# TASK GOAL:
Review the material and extract every line in which the word "const" occurs.

# AVAILABLE DATA:
BEGIN
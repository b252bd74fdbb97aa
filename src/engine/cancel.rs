use std::sync::Arc;
use std::sync::atomic::{AtomicBool, Ordering};

/// Generation-scoped cancellation flag shared between a run and its owner.
///
/// Workers check the token before taking each entry off the queue; setting
/// it never interrupts a predicate that is already executing.
#[derive(Debug, Clone)]
pub struct CancelToken {
	generation: u64,
	cancelled: Arc<AtomicBool>,
}

impl CancelToken {
	pub fn new(generation: u64) -> Self {
		Self {
			generation,
			cancelled: Arc::new(AtomicBool::new(false)),
		}
	}

	/// Token that is never cancelled by anyone but its holder.
	pub fn detached() -> Self {
		Self::new(0)
	}

	pub const fn generation(&self) -> u64 {
		self.generation
	}

	pub fn cancel(&self) {
		self.cancelled.store(true, Ordering::Release);
	}

	pub fn is_cancelled(&self) -> bool {
		self.cancelled.load(Ordering::Acquire)
	}
}
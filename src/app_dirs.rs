//! Configuration and data directories for `sift`.
//!
//! Environment overrides win over the platform locations reported by the
//! `directories` crate.

use std::env;
use std::path::PathBuf;

use anyhow::{Result, anyhow};
use directories::ProjectDirs;

const QUALIFIER: &str = "io";
const ORGANIZATION: &str = "albo";
const APPLICATION: &str = "sift";

pub const CONFIG_DIR_ENV: &str = "SIFT_CONFIG_DIR";
pub const DATA_DIR_ENV: &str = "SIFT_DATA_DIR";

fn project_dirs() -> Result<ProjectDirs> {
	ProjectDirs::from(QUALIFIER, ORGANIZATION, APPLICATION)
		.ok_or_else(|| anyhow!("no home directory to place sift files in"))
}

/// An empty value counts as unset.
fn dir_from_env(name: &str) -> Option<PathBuf> {
	env::var_os(name)
		.filter(|value| !value.is_empty())
		.map(PathBuf::from)
}

/// Directory holding `config.toml`.
pub fn get_config_dir() -> Result<PathBuf> {
	match dir_from_env(CONFIG_DIR_ENV) {
		Some(dir) => Ok(dir),
		None => Ok(project_dirs()?.config_local_dir().to_path_buf()),
	}
}

pub fn get_data_dir() -> Result<PathBuf> {
	match dir_from_env(DATA_DIR_ENV) {
		Some(dir) => Ok(dir),
		None => Ok(project_dirs()?.data_local_dir().to_path_buf()),
	}
}
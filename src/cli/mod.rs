mod args;
mod output;

pub(crate) use args::{CliArgs, OutputFormat, parse_cli};
pub(crate) use output::{QueryReport, print_json, print_plain};
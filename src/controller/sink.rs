use std::sync::Arc;

use crate::engine::ResultSet;

/// Receives controller output on the UI thread.
pub trait SearchSink<T> {
	/// Replace the displayed list with `results`.
	fn result_published(&mut self, results: &ResultSet<T>);

	/// Toggle the busy indicator.
	fn busy_changed(&mut self, _busy: bool) {}

	/// The user picked `item`; `should_close` asks the host to dismiss the list.
	fn selection_committed(&mut self, _item: &Arc<T>, _should_close: bool) {}
}

/// Messages from the search worker to the UI thread.
pub(crate) enum SearchEvent<T> {
	Published {
		generation: u64,
		results: ResultSet<T>,
		/// Manual refreshes bypass the staleness check at publish time.
		forced: bool,
	},
	Busy(bool),
}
END
# FINAL ANSWER:
	pub const fn generation(&self) -> u64 {
const QUALIFIER: &str = "io";
const ORGANIZATION: &str = "albo";
const APPLICATION: &str = "sift";
pub const CONFIG_DIR_ENV: &str = "SIFT_CONFIG_DIR";
pub const DATA_DIR_ENV: &str = "SIFT_DATA_DIR";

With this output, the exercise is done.